04:57Take your records, take your freedom.
04:59Take your memories, I don't need them.
05:00That's You'll Think of Me off of Golden Road.
05:09Resonated with me when, you know, I didn't write this song.
05:11But the very first time I heard it, I got sent the song
05:14by Daryl Brown, who's one of the writers.
05:16It floored me with the very strong imagery.
05:19And then the only thing I will say about the imagery is over the years,
05:22I've had more people say to me, is it cat or is it cap?
05:27Take your cap and leave my sweater.
05:29And they're like, no, it's cat.
05:30Take your cat and leave my sweater.
05:32The guy didn't want the cat to begin with.
05:34He was just putting up with the cat.
05:35But he liked the sweater.
05:37Okay.
05:39You didn't like that I came home late 4am, but it's a Friday, babe.
05:42That's one too many with pink.
05:44And I love this song too.
05:47You didn't like that I came home late 4am, but it's a Friday, babe.
05:54Loved getting to do a song with Pink.
05:56I've wanted to do that.
05:57She's been on my bucket list forever because I just love her voice.

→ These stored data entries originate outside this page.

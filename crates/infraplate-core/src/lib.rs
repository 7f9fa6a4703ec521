//! infraplate core - hexagonal architecture implementation
//!
//! This crate provides the domain and application layers for infraplate,
//! which renders a tree of infrastructure templates (Terraform, Kubernetes
//! YAML/JSON) against a blueprint or stack fetched from the platform API.
//!
//! ## Architecture Overview
//!
//! ```text
//! ┌─────────────────────────────────────────┐
//! │         infraplate-cli (CLI)            │
//! │     (Implements Driving Ports)          │
//! └──────────────────┬──────────────────────┘
//!                    │ calls
//!                    ▼
//! ┌─────────────────────────────────────────┐
//! │         Application Services            │
//! │ (GenerateService, VariablesService)     │
//! │         Orchestrates Use Cases          │
//! └──────────────────┬──────────────────────┘
//!                    │ uses
//!                    ▼
//! ┌─────────────────────────────────────────┐
//! │      Application Ports (Traits)         │
//! │ (DataSource, TemplateRepository,        │
//! │  Filesystem, OutputValidator, ...)      │
//! └──────────────────┬──────────────────────┘
//!                    │ implemented by
//!                    ▼
//! ┌─────────────────────────────────────────┐
//! │   infraplate-adapters (Infrastructure)  │
//! │ (HttpDataSource, LocalFilesystem, etc)  │
//! └─────────────────────────────────────────┘
//!                    │
//!                    ▼
//! ┌─────────────────────────────────────────┐
//! │        Domain Layer (Pure Logic)        │
//! │ (Value, VariableContext, templates)     │
//! │         No External Dependencies        │
//! └─────────────────────────────────────────┘
//! ```
//!
//! ## Usage
//!
//! ```rust,no_run
//! use infraplate_core::prelude::*;
//!
//! # fn run(service: GenerateService) -> InfraplateResult<()> {
//! let request = GenerateRequest {
//!     kind: SourceKind::Blueprint,
//!     identifier: Identifier::parse("shop")?,
//!     template_dir: "templates".into(),
//!     output_dir: "output".into(),
//!     variables_file: None,
//!     options: RenderOptions::default(),
//! };
//! let report = service.generate(&request, &CancellationToken::new())?;
//! println!("{} file(s) written", report.written().len());
//! # Ok(())
//! # }
//! ```

// Re-export domain layer (stable, well-defined API)
pub mod domain;

// Re-export application layer (orchestration logic)
pub mod application;

// Re-export error types
pub mod error;

// Public API - what external crates should use
pub mod prelude {
    pub use crate::application::{
        CancellationToken, GenerateRequest, GenerateService, OverwritePolicy, RenderOptions,
        RunReport, VariablesService,
        ports::{DataSource, Filesystem, OutputValidator, TemplateRepository, VariablesLoader},
    };
    pub use crate::domain::{
        HelperRegistry, Identifier, SourceKind, TemplateProcessor, Value, VariableContext,
    };
    pub use crate::error::{InfraplateError, InfraplateResult};
}

// Version info
pub const VERSION: &str = env!("CARGO_PKG_VERSION");
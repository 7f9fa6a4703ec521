//! # infraplate CLI
//!
//! Renders Terraform, Kubernetes YAML and JSON template trees from platform
//! blueprints and stacks.
//!
//! ## Startup sequence
//!
//! 1. Parse CLI arguments (clap handles `--help` / `--version` early-exit).
//! 2. Initialise the tracing subscriber (logging).
//! 3. Load configuration (defaults + file + env).
//! 4. Install the Ctrl-C handler and build the [`OutputManager`].
//! 5. Dispatch to the appropriate command handler.
//! 6. Translate any [`CliError`] into a user-facing message and exit code.
//!
//! ## Exit codes
//!
//! | Code | Meaning                                          |
//! |------|--------------------------------------------------|
//! |  0   | Success                                          |
//! |  1   | Internal / I/O error                             |
//! |  2   | User / input error, or interrupted               |
//! |  3   | Template directory, blueprint or stack not found |
//! |  4   | Configuration error or unauthorized              |
//! |  5   | Platform API error or unreachable                |
//! |  6   | Some files failed to render, validate or write   |

use std::io::IsTerminal as _;
use std::process::ExitCode;

use clap::Parser;
use tracing::{debug, info, instrument, warn};

use infraplate_core::application::CancellationToken;

use crate::{
    cli::{Cli, Commands},
    config::AppConfig,
    error::{CliError, CliResult},
    logging::init_logging,
    output::OutputManager,
};

mod cli;
mod commands;
mod config;
mod error;
mod logging;
mod output;

fn main() -> ExitCode {
    // Load .env before anything else, including tracing init.
    let _ = dotenvy::dotenv();

    // ── 1. Parse arguments ────────────────────────────────────────────────
    let cli = match Cli::try_parse() {
        Ok(cli) => cli,
        Err(e) => {
            // --help and --version come through here too.
            let _ = e.print();
            return ExitCode::from(if e.use_stderr() { 2 } else { 0 });
        }
    };

    // ── 2. Initialise tracing ─────────────────────────────────────────────
    if let Err(e) = init_logging(&cli.global) {
        eprintln!("Failed to initialise logging: {e}");
        return ExitCode::from(1);
    }

    debug!(
        verbose = cli.global.verbose,
        quiet = cli.global.quiet,
        no_color = cli.global.no_color,
        "CLI started"
    );

    let verbose = cli.global.verbose > 0;
    let no_color = cli.global.no_color;

    // ── 3. Load configuration ─────────────────────────────────────────────
    // `init` creates the file `--config` points at, so it must not require it.
    let loaded = match cli.command {
        Commands::Init(_) => Ok(AppConfig::default()),
        _ => AppConfig::load(cli.global.config.as_ref()),
    };
    let config = match loaded {
        Ok(cfg) => cfg,
        Err(e) => return handle_error(e, verbose, no_color),
    };

    // ── 4. Interrupts + output ────────────────────────────────────────────
    let cancel = install_interrupt_handler();
    let output = OutputManager::new(&cli.global, &config);

    // ── 5. Dispatch + 6. Error handling ──────────────────────────────────
    match run(cli, config, output, cancel) {
        Ok(()) => {
            info!("infraplate completed successfully");
            ExitCode::SUCCESS
        }
        Err(e) => handle_error(e, verbose, no_color),
    }
}

/// The first Ctrl-C stops new writes; a second one exits immediately.
fn install_interrupt_handler() -> CancellationToken {
    let cancel = CancellationToken::new();
    let handler_token = cancel.clone();
    let installed = ctrlc::set_handler(move || {
        if handler_token.is_cancelled() {
            std::process::exit(130);
        }
        handler_token.cancel();
        eprintln!("\nInterrupted: finishing the current file, press Ctrl-C again to abort");
    });
    if let Err(e) = installed {
        warn!(error = %e, "Could not install Ctrl-C handler");
    }
    cancel
}

/// Dispatch to the correct command handler.
#[instrument(skip_all)]
fn run(
    cli: Cli,
    config: AppConfig,
    output: OutputManager,
    cancel: CancellationToken,
) -> CliResult<()> {
    match cli.command {
        Commands::Generate(cmd) => commands::generate::execute(cmd, config, output, cancel),
        Commands::ListVariables(cmd) => commands::variables::execute(cmd, config, output),
        Commands::Init(cmd) => commands::init::execute(cmd, cli.global.config.as_deref(), output),
        Commands::Completions(cmd) => commands::completions::execute(cmd),
        Commands::Config(cmd) => commands::config::execute(cmd, config, output),
    }
}

/// Translate a `CliError` into a user message and an appropriate exit code.
///
/// This is the single place where structured errors become human-readable
/// output and OS exit codes.
fn handle_error(err: CliError, verbose: bool, no_color: bool) -> ExitCode {
    err.log();

    // Written to stderr so the message appears even when stdout is redirected.
    let msg = if !no_color && std::io::stderr().is_terminal() {
        err.format_colored(verbose)
    } else {
        err.format_plain(verbose)
    };
    eprint!("{msg}");

    ExitCode::from(err.exit_code())
}

// ── tests ─────────────────────────────────────────────────────────────────────
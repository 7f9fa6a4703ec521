//! Generate Service - main application orchestrator.
//!
//! This service coordinates the entire rendering workflow:
//! 1. Discover templates and fetch the payload (concurrently)
//! 2. Build the variable context and merge custom variables
//! 3. Render and validate every template (in parallel)
//! 4. Write the clean files, unless the run is atomic-blocked or a dry run
//!
//! Fatal errors (discovery, fetch, custom variables) abort before anything is
//! written. Per-file errors are collected into the `RunReport`.

use std::path::{Path, PathBuf};

use rayon::prelude::*;
use tracing::{debug, info, instrument, warn};

use crate::{
    application::{
        ApplicationError, CancellationToken,
        ports::{DataSource, Filesystem, OutputValidator, TemplateRepository, VariablesLoader},
        report::{Diagnostic, FileOutcome, FileStatus, RunReport},
        services::{
            variables_service::apply_custom_variables,
            writer::{FileWriter, OverwritePolicy, WriteAction},
        },
    },
    domain::{
        HelperRegistry, Identifier, ProcessedFile, SourceKind, TemplateFile, TemplateProcessor,
        VariableContext,
    },
    error::InfraplateResult,
};

/// Switches that change how a run treats errors and existing files.
#[derive(Debug, Clone, Default, PartialEq, Eq)]
pub struct RenderOptions {
    /// Unresolved paths fail the file instead of rendering empty.
    pub strict: bool,
    /// Any per-file error blocks every write.
    pub atomic: bool,
    /// Render and validate, write nothing.
    pub dry_run: bool,
    pub overwrite: OverwritePolicy,
    /// Render worker threads; `None` uses the global pool.
    pub jobs: Option<usize>,
}

/// Everything one `generate` run needs.
#[derive(Debug, Clone, PartialEq, Eq)]
pub struct GenerateRequest {
    pub kind: SourceKind,
    pub identifier: Identifier,
    pub template_dir: PathBuf,
    pub output_dir: PathBuf,
    pub variables_file: Option<PathBuf>,
    pub options: RenderOptions,
}

pub struct GenerateService {
    templates: Box<dyn TemplateRepository>,
    source: Box<dyn DataSource>,
    loader: Box<dyn VariablesLoader>,
    validator: Box<dyn OutputValidator>,
    filesystem: Box<dyn Filesystem>,
    helpers: HelperRegistry,
}

impl GenerateService {
    /// Create a service with the built-in helper table.
    pub fn new(
        templates: Box<dyn TemplateRepository>,
        source: Box<dyn DataSource>,
        loader: Box<dyn VariablesLoader>,
        validator: Box<dyn OutputValidator>,
        filesystem: Box<dyn Filesystem>,
    ) -> Self {
        Self {
            templates,
            source,
            loader,
            validator,
            filesystem,
            helpers: HelperRegistry::builtin(),
        }
    }

    /// Replace the helper table.
    pub fn with_helpers(mut self, helpers: HelperRegistry) -> Self {
        self.helpers = helpers;
        self
    }

    #[instrument(
        skip_all,
        fields(
            kind = %request.kind,
            identifier = %request.identifier,
            templates = %request.template_dir.display(),
            output = %request.output_dir.display()
        )
    )]
    pub fn generate(
        &self,
        request: &GenerateRequest,
        cancel: &CancellationToken,
    ) -> InfraplateResult<RunReport> {
        let options = &request.options;

        // 1. Discovery and the one fetch are independent
        let (discovered, fetched) = rayon::join(
            || self.templates.discover(&request.template_dir),
            || self.source.fetch(request.kind, &request.identifier),
        );
        let templates = discovered?;
        let payload = fetched?;
        info!(count = templates.len(), "Templates discovered");

        // 2. Context
        let base = VariableContext::build(&payload, request.kind);
        debug!(variables = base.len(), "Variable context built");
        let (context, overrides) = apply_custom_variables(
            self.loader.as_ref(),
            &base,
            request.variables_file.as_deref(),
        )?;

        // 3. Render + validate
        let mut rendered = self.render_all(&templates, &context, &request.output_dir, options)?;
        rendered.sort_by(|a, b| a.0.relative_path.cmp(&b.0.relative_path));

        let mut report = RunReport {
            kind: request.kind,
            identifier: request.identifier.clone(),
            output_dir: request.output_dir.clone(),
            files: Vec::with_capacity(rendered.len()),
            overrides,
            dry_run: options.dry_run,
            atomic_blocked: false,
            cancelled: false,
        };

        let failed = rendered.iter().filter(|(o, _)| o.has_errors()).count();
        let mut clean = Vec::new();
        for (outcome, file) in rendered {
            if let Some(file) = file {
                clean.push(file);
            }
            report.files.push(outcome);
        }

        // 4. Decide what to write
        if options.atomic && failed > 0 {
            warn!(failed, "Atomic run blocked: no files written");
            report.atomic_blocked = true;
            set_clean_status(&mut report, FileStatus::NotWritten);
            return Ok(report);
        }
        if options.dry_run {
            info!(files = clean.len(), "Dry run: nothing written");
            set_clean_status(&mut report, FileStatus::Rendered);
            return Ok(report);
        }

        self.write(&mut report, &clean, options.overwrite, cancel);

        info!(
            written = report.written().len(),
            failed = report.failed().count(),
            cancelled = report.cancelled,
            "Generate finished"
        );
        Ok(report)
    }

    // -------------------------------------------------------------------------
    // Internal Helpers
    // -------------------------------------------------------------------------

    fn render_all(
        &self,
        templates: &[TemplateFile],
        context: &VariableContext,
        output_root: &Path,
        options: &RenderOptions,
    ) -> InfraplateResult<Vec<(FileOutcome, Option<ProcessedFile>)>> {
        let processor = TemplateProcessor::new(&self.helpers).strict(options.strict);
        let render = || {
            templates
                .par_iter()
                .map(|t| self.render_one(t, context, &processor, output_root))
                .collect::<Vec<_>>()
        };

        match options.jobs {
            Some(jobs) => {
                let pool = rayon::ThreadPoolBuilder::new()
                    .num_threads(jobs)
                    .build()
                    .map_err(|e| ApplicationError::WorkerPool {
                        reason: e.to_string(),
                    })?;
                Ok(pool.install(render))
            }
            None => Ok(render()),
        }
    }

    /// Read, render and validate one template. The processed file is returned
    /// only when it has no errors.
    fn render_one(
        &self,
        template: &TemplateFile,
        context: &VariableContext,
        processor: &TemplateProcessor<'_>,
        output_root: &Path,
    ) -> (FileOutcome, Option<ProcessedFile>) {
        let mut outcome = FileOutcome {
            relative_path: template.relative_path.clone(),
            format: template.format,
            destination: template.relative_path.under(output_root),
            status: FileStatus::Failed,
            errors: Vec::new(),
            warnings: Vec::new(),
        };

        let source = match self.templates.read(template) {
            Ok(source) => source,
            Err(e) => {
                outcome.errors.push(Diagnostic::Io {
                    message: e.to_string(),
                });
                return (outcome, None);
            }
        };

        let content = match processor.render(&source, context) {
            Ok(rendered) => {
                outcome
                    .warnings
                    .extend(rendered.warnings.into_iter().map(Diagnostic::Template));
                rendered.content
            }
            Err(errors) => {
                debug!(file = %template.relative_path, errors = errors.len(), "Render failed");
                outcome
                    .errors
                    .extend(errors.into_iter().map(Diagnostic::Template));
                return (outcome, None);
            }
        };

        let file = ProcessedFile {
            relative_path: template.relative_path.clone(),
            format: template.format,
            content,
        };
        if let Err(e) = self.validator.validate(&file) {
            outcome.errors.push(Diagnostic::Validation(e));
            return (outcome, None);
        }

        outcome.status = FileStatus::NotWritten;
        (outcome, Some(file))
    }

    fn write(
        &self,
        report: &mut RunReport,
        files: &[ProcessedFile],
        policy: OverwritePolicy,
        cancel: &CancellationToken,
    ) {
        let writer = FileWriter::new(self.filesystem.as_ref(), policy);
        let batch = writer.write(&report.output_dir, files, cancel);
        report.cancelled = batch.cancelled();

        for (relative_path, result) in batch.results {
            let Some(outcome) = report
                .files
                .iter_mut()
                .find(|o| o.relative_path == relative_path)
            else {
                continue;
            };
            match result {
                Ok(WriteAction::Created(_)) => outcome.status = FileStatus::Written,
                Ok(WriteAction::Replaced(path)) => {
                    outcome.status = FileStatus::Written;
                    outcome.warnings.push(Diagnostic::Existing { path });
                }
                Ok(WriteAction::Kept(path)) => {
                    outcome.status = FileStatus::SkippedExisting;
                    outcome.warnings.push(Diagnostic::Existing { path });
                }
                Err(e) => {
                    outcome.status = FileStatus::Failed;
                    outcome.errors.push(Diagnostic::Io {
                        message: e.to_string(),
                    });
                }
            }
        }
    }
}

fn set_clean_status(report: &mut RunReport, status: FileStatus) {
    for outcome in report.files.iter_mut().filter(|o| !o.has_errors()) {
        outcome.status = status;
    }
}
//! Error handling for the infraplate CLI.
//!
//! Provides structured errors with:
//! - User-friendly messages
//! - Actionable suggestions
//! - Exit code mapping

use std::error::Error;
use std::path::PathBuf;

use owo_colors::OwoColorize;
use thiserror::Error;

use infraplate_core::error::{ErrorCategory as CoreCategory, InfraplateError};

/// Result type alias for CLI operations.
pub type CliResult<T> = Result<T, CliError>;

#[derive(Debug, Error)]
pub enum CliError {
    /// Invalid user input that clap could not catch.
    #[error("Invalid input: {message}")]
    InvalidInput { message: String },

    /// A configuration file or value is unusable.
    #[error("Configuration error: {message}")]
    ConfigError {
        message: String,
        #[source]
        source: Option<Box<dyn std::error::Error + Send + Sync>>,
    },

    /// The HTTP data source needs a key and none was given.
    #[error("No API key configured")]
    MissingApiKey,

    /// An error propagated from `infraplate-core` or an adapter.
    #[error(transparent)]
    Core(#[from] InfraplateError),

    /// An I/O operation in the CLI itself failed.
    #[error("I/O error: {message}")]
    IoError {
        message: String,
        #[source]
        source: std::io::Error,
    },

    /// The config file `init` would write is already there.
    #[error("Configuration already exists at {path}")]
    ConfigExists { path: PathBuf },

    /// Interrupted; some outputs may not have been written.
    #[error("Operation cancelled ({written} file(s) written before the interrupt)")]
    Cancelled { written: usize },

    /// The run finished but some files failed to render, validate or write.
    #[error("{failed} of {total} file(s) failed")]
    FilesFailed { failed: usize, total: usize },

    /// An atomic run found errors and wrote nothing.
    #[error("Atomic run blocked: {failed} file(s) failed, nothing was written")]
    AtomicBlocked { failed: usize },
}

impl From<std::io::Error> for CliError {
    fn from(err: std::io::Error) -> Self {
        CliError::IoError {
            message: err.to_string(),
            source: err,
        }
    }
}

impl CliError {
    /// Get user-actionable suggestions for fixing this error.
    pub fn suggestions(&self) -> Vec<String> {
        match self {
            Self::InvalidInput { message } => vec![
                format!("Check your input: {message}"),
                "Use --help for usage information".into(),
            ],

            Self::ConfigError { .. } => vec![
                format!("Check your config file at {}", crate::config::AppConfig::config_path().display()),
                "Run 'infraplate config list' to see the effective configuration".into(),
                "Run 'infraplate init --force' to reset to defaults".into(),
            ],

            Self::MissingApiKey => vec![
                "Pass --api-key <KEY> or export INFRAPLATE_API_KEY".into(),
                "Or set [api] key in the config file".into(),
                "Use --from-dir <DIR> to render from exported payloads offline".into(),
            ],

            Self::Core(core) => core.suggestions(),

            Self::IoError { .. } => vec![
                "Check file permissions".into(),
                "Ensure the parent directory exists".into(),
            ],

            Self::ConfigExists { .. } => vec!["Use --force to overwrite it".into()],

            Self::Cancelled { .. } => vec![
                "Files already written are complete; the output tree may be partial".into(),
                "Re-run the same command to finish".into(),
            ],

            Self::FilesFailed { .. } => vec![
                "Fix the errors listed above and re-run".into(),
                "Run 'infraplate list-variables' to see the available paths".into(),
            ],

            Self::AtomicBlocked { .. } => vec![
                "Fix the errors listed above, or drop --atomic to write the clean files".into(),
            ],
        }
    }

    /// Get the error category for styling and exit codes.
    pub fn category(&self) -> ErrorCategory {
        match self {
            Self::InvalidInput { .. } | Self::ConfigExists { .. } | Self::Cancelled { .. } => {
                ErrorCategory::UserError
            }
            Self::ConfigError { .. } | Self::MissingApiKey => ErrorCategory::Configuration,
            Self::Core(core) => match core.category() {
                CoreCategory::Validation => ErrorCategory::UserError,
                CoreCategory::NotFound => ErrorCategory::NotFound,
                CoreCategory::Configuration => ErrorCategory::Configuration,
                CoreCategory::Remote => ErrorCategory::Remote,
                CoreCategory::Internal => ErrorCategory::Internal,
            },
            Self::IoError { .. } => ErrorCategory::Internal,
            Self::FilesFailed { .. } | Self::AtomicBlocked { .. } => ErrorCategory::FileFailures,
        }
    }

    /// Exit code to pass to the OS.
    ///
    /// | Category      | Code |
    /// |---------------|------|
    /// | Internal      |  1   |
    /// | User error    |  2   |
    /// | Not found     |  3   |
    /// | Configuration |  4   |
    /// | Remote        |  5   |
    /// | File failures |  6   |
    pub fn exit_code(&self) -> u8 {
        match self.category() {
            ErrorCategory::Internal => 1,
            ErrorCategory::UserError => 2,
            ErrorCategory::NotFound => 3,
            ErrorCategory::Configuration => 4,
            ErrorCategory::Remote => 5,
            ErrorCategory::FileFailures => 6,
        }
    }

    /// Format the error for display with colors and suggestions.
    pub fn format_colored(&self, verbose: bool) -> String {
        let mut output = String::new();

        output.push_str(&format!(
            "\n{} {}\n\n",
            "✗".red().bold(),
            "Error:".red().bold()
        ));
        output.push_str(&format!("  {}\n", self.to_string().red()));

        if verbose {
            let mut source = self.source();
            while let Some(err) = source {
                output.push_str(&format!(
                    "\n  {} {}\n",
                    "→".dimmed(),
                    err.to_string().dimmed()
                ));
                source = err.source();
            }
        }

        let suggestions = self.suggestions();
        if !suggestions.is_empty() {
            output.push_str(&format!("\n{}\n", "Suggestions:".yellow().bold()));
            for suggestion in suggestions {
                output.push_str(&format!("  {suggestion}\n"));
            }
        }

        if !verbose {
            output.push('\n');
            output.push_str(&format!(
                "{} {}\n",
                "\u{2139}".blue(),
                "Use -v / --verbose for more details.".dimmed(),
            ));
        }

        output
    }

    /// Plain-text version of [`Self::format_colored`], no ANSI codes.
    pub fn format_plain(&self, verbose: bool) -> String {
        let mut out = String::new();
        out.push_str(&format!("\nError: {self}\n"));

        if verbose {
            let mut src = self.source();
            while let Some(err) = src {
                out.push_str(&format!("  Caused by: {err}\n"));
                src = err.source();
            }
        }

        let suggestions = self.suggestions();
        if !suggestions.is_empty() {
            out.push_str("\nSuggestions:\n");
            for s in &suggestions {
                out.push_str(&format!("  {s}\n"));
            }
        }

        if !verbose {
            out.push_str("\nUse -v / --verbose for more details.\n");
        }

        out
    }

    /// Log the error using tracing.
    pub fn log(&self) {
        match self.category() {
            ErrorCategory::UserError => tracing::warn!("User error: {}", self),
            ErrorCategory::NotFound => tracing::warn!("Not found: {}", self),
            ErrorCategory::FileFailures => tracing::warn!("Run incomplete: {}", self),
            ErrorCategory::Configuration => tracing::error!("Configuration error: {}", self),
            ErrorCategory::Remote => tracing::error!("Remote error: {}", self),
            ErrorCategory::Internal => tracing::error!("Internal error: {}", self),
        }

        if let Some(source) = self.source() {
            tracing::debug!("Caused by: {}", source);
        }
    }
}

/// Error categories for classification.
#[derive(Debug, Clone, Copy, PartialEq, Eq)]
pub enum ErrorCategory {
    /// User input error (validation, invalid arguments, cancellation).
    UserError,
    /// Template root, blueprint or stack not found.
    NotFound,
    /// Configuration error, including bad credentials.
    Configuration,
    /// The platform API failed or was unreachable.
    Remote,
    /// Per-file render, validation or write failures.
    FileFailures,
    /// Internal/system error.
    Internal,
}

// ── IntoCli trait ─────────────────────────────────────────────────────────────

/// Extension trait to convert I/O errors into [`CliError`] at call-sites with
/// a descriptive context message.
pub trait IntoCli<T> {
    /// Convert to `CliResult` attaching a human-readable context message.
    fn with_cli_context<F, S>(self, f: F) -> CliResult<T>
    where
        F: FnOnce() -> S,
        S: Into<String>;
}

impl<T> IntoCli<T> for Result<T, std::io::Error> {
    fn with_cli_context<F, S>(self, f: F) -> CliResult<T>
    where
        F: FnOnce() -> S,
        S: Into<String>,
    {
        self.map_err(|e| CliError::IoError {
            message: f().into(),
            source: e,
        })
    }
}
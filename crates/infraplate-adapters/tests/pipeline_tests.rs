//! End-to-end runs over real template trees and snapshot payloads, writing
//! into the in-memory filesystem.

use std::fs;
use std::path::{Path, PathBuf};

use infraplate_adapters::{
    DirectoryTemplates, FileVariablesLoader, MemoryFilesystem, SnapshotDataSource,
    SyntaxValidator,
};
use infraplate_core::application::FileStatus;
use infraplate_core::prelude::*;
use tempfile::TempDir;

fn write_tree(root: &Path, files: &[(&str, &str)]) {
    for (rel, content) in files {
        let full = root.join(rel);
        fs::create_dir_all(full.parent().unwrap()).unwrap();
        fs::write(full, content).unwrap();
    }
}

struct Fixture {
    dir: TempDir,
    fs: MemoryFilesystem,
}

impl Fixture {
    fn new(templates: &[(&str, &str)]) -> Self {
        let dir = TempDir::new().unwrap();
        write_tree(&dir.path().join("templates"), templates);
        write_tree(
            &dir.path().join("data"),
            &[(
                "blueprints/shop.json",
                r#"{
                    "name": "shop",
                    "resources": [
                        {"name": "web", "type": "service", "configuration": {"image": "nginx:1.27", "replicas": 2}},
                        {"name": "db", "type": "database", "configuration": {"engine": "postgres"}}
                    ]
                }"#,
            )],
        );
        Self {
            dir,
            fs: MemoryFilesystem::new(),
        }
    }

    fn service(&self) -> GenerateService {
        GenerateService::new(
            Box::new(DirectoryTemplates::new()),
            Box::new(SnapshotDataSource::new(self.dir.path().join("data"))),
            Box::new(FileVariablesLoader::new()),
            Box::new(SyntaxValidator::new()),
            Box::new(self.fs.clone()),
        )
    }

    fn request(&self, identifier: &str) -> GenerateRequest {
        GenerateRequest {
            kind: SourceKind::Blueprint,
            identifier: Identifier::parse(identifier).unwrap(),
            template_dir: self.dir.path().join("templates"),
            output_dir: PathBuf::from("/out"),
            variables_file: None,
            options: RenderOptions::default(),
        }
    }
}

#[test]
fn renders_terraform_and_kubernetes_trees() {
    let fixture = Fixture::new(&[
        ("main.tf", "# {{blueprint.name}}\n{{#each resources}}resource \"x\" \"{{name}}\" {}\n{{/each}}"),
        (
            "k8s/deploy.yaml",
            "{{#each resources}}---\nname: {{name}}\nreplicas: {{configuration.replicas|default:\"1\"}}\n{{/each}}",
        ),
        (".git/config.json", "{}"),
    ]);

    let report = fixture
        .service()
        .generate(&fixture.request("shop"), &CancellationToken::new())
        .unwrap();

    assert!(report.is_success(), "{report:#?}");
    assert_eq!(
        fixture.fs.list_files(),
        vec![
            PathBuf::from("/out/k8s/deploy.yaml"),
            PathBuf::from("/out/main.tf")
        ]
    );
    assert_eq!(
        fixture.fs.read_file(Path::new("/out/k8s/deploy.yaml")).unwrap(),
        "---\nname: web\nreplicas: 2\n---\nname: db\nreplicas: 1\n"
    );
}

#[test]
fn custom_variables_override_snapshot_values() {
    let fixture = Fixture::new(&[(
        "main.tf",
        "env = \"{{environment}}\"\nname = \"{{name}}\"\nns = \"{{blueprint.name}}\"\n",
    )]);
    let vars = fixture.dir.path().join("staging.yaml");
    fs::write(&vars, "environment: staging\nname: shop-staging\n").unwrap();

    let mut request = fixture.request("shop");
    request.variables_file = Some(vars);
    let report = fixture
        .service()
        .generate(&request, &CancellationToken::new())
        .unwrap();

    assert!(report.overrides.iter().any(|o| o.path == "name"));
    assert_eq!(
        fixture.fs.read_file(Path::new("/out/main.tf")).unwrap(),
        "env = \"staging\"\nname = \"shop-staging\"\nns = \"shop-staging\"\n"
    );
}

#[test]
fn broken_yaml_output_is_not_written() {
    let fixture = Fixture::new(&[
        ("bad.yaml", "items: {{resources[0].configuration.image}}: x\n"),
        ("good.yaml", "image: \"{{resources[0].configuration.image}}\"\n"),
    ]);

    let report = fixture
        .service()
        .generate(&fixture.request("shop"), &CancellationToken::new())
        .unwrap();

    let statuses: Vec<FileStatus> = report.files.iter().map(|f| f.status).collect();
    assert_eq!(statuses, [FileStatus::Failed, FileStatus::Written]);
    assert_eq!(fixture.fs.list_files(), vec![PathBuf::from("/out/good.yaml")]);
}

#[test]
fn unknown_blueprint_touches_nothing() {
    let fixture = Fixture::new(&[("main.tf", "x")]);
    let err = fixture
        .service()
        .generate(&fixture.request("missing"), &CancellationToken::new())
        .unwrap_err();

    assert!(err.to_string().contains("not found"));
    assert!(!fixture.fs.exists(Path::new("/out")));
}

06:00I love her whole swag.
06:01Pink was so great.
06:02When we filmed the video, I asked if she would also film a separate thing
06:07that I could use on the big video wall behind me so she could duet with me
06:10in concert, and she did that.
06:11So she's been dueting with me for many years since the song came out.
06:17You've Always Got a Place to Put Down Some Roots or Spend a Holiday.
06:20That is Heart Like a Hometown on the new album High.
06:31Again, a song I didn't write, but I got sent it by one of the writers.
06:35It just spoke to me immediately.
06:36I knew the song.
06:37I just felt it.
06:39I felt it the same way I felt You'll Think of Me.
06:41I come from a small town and wanted to go to America and pursue bigger dreams.
06:49A lot of people that come to Nashville come from small towns.
06:53It can be a real battle between leaving people you know, places you know,
06:59the whole familiarity and grounding and safety net of a hometown and going
07:03somewhere bigger, Los Angeles, New York, wherever, to pursue your life,
07:08and being torn between what you left behind.
07:12It's a really beautiful song.
07:26I love summer songs.
07:27I love summer.
07:29I come from a place that feels a lot like LA.
07:31The East Coast of Australia is totally like the West Coast here.
07:34Pacific Ocean.
07:35Very similar vibe.
07:36Especially like San Diego.
07:38It's probably a little more like where I'm from.
07:40It's very beachy, very summer.
07:42I've always gravitated towards summer songs, especially sing-along type summer songs.
08:01Another song I wrote with Monty Powell.
08:02We wrote a lot of songs.
08:05Sweet Things started out as the opening guitar riff.
08:08I write a lot with drum machines.
08:10The drum machine thing had this, had this skip thing, had this skipped snare thing
08:18happening every other time and I liked it so I just let it play and then created a guitar riff
08:24with it and then Monty's a very good storyteller so he concocted this whole story about Uncle
08:30Jake's Mustang.
08:31I had just been given a Mustang for my second year anniversary, 69, and I probably drove
08:37it that day to the writing session so when he was looking for a car to put in the song
08:41he just looked out the window.
08:44Thank goodness I didn't get given a Toyota Corolla.
08:51Oh, I know this song.
08:53Now this is stumping me.
08:55I feel like, oh my gosh, like this is humiliation right here on camera in front of
09:01all you guys.
09:03You've momentarily short-circuited my brain because obviously it's not a song that we
09:07do a lot.
09:08Oh, It's Only You because it's from my very first solo album.
09:18I probably haven't sung that song in forever, like umpteen years.
09:24Wow, how obscure.
09:25How did you even find that song?
09:27That kid's going to figure it all out.
09:29It's going to take longer than he thinks, so I sure ain't going to tell him that.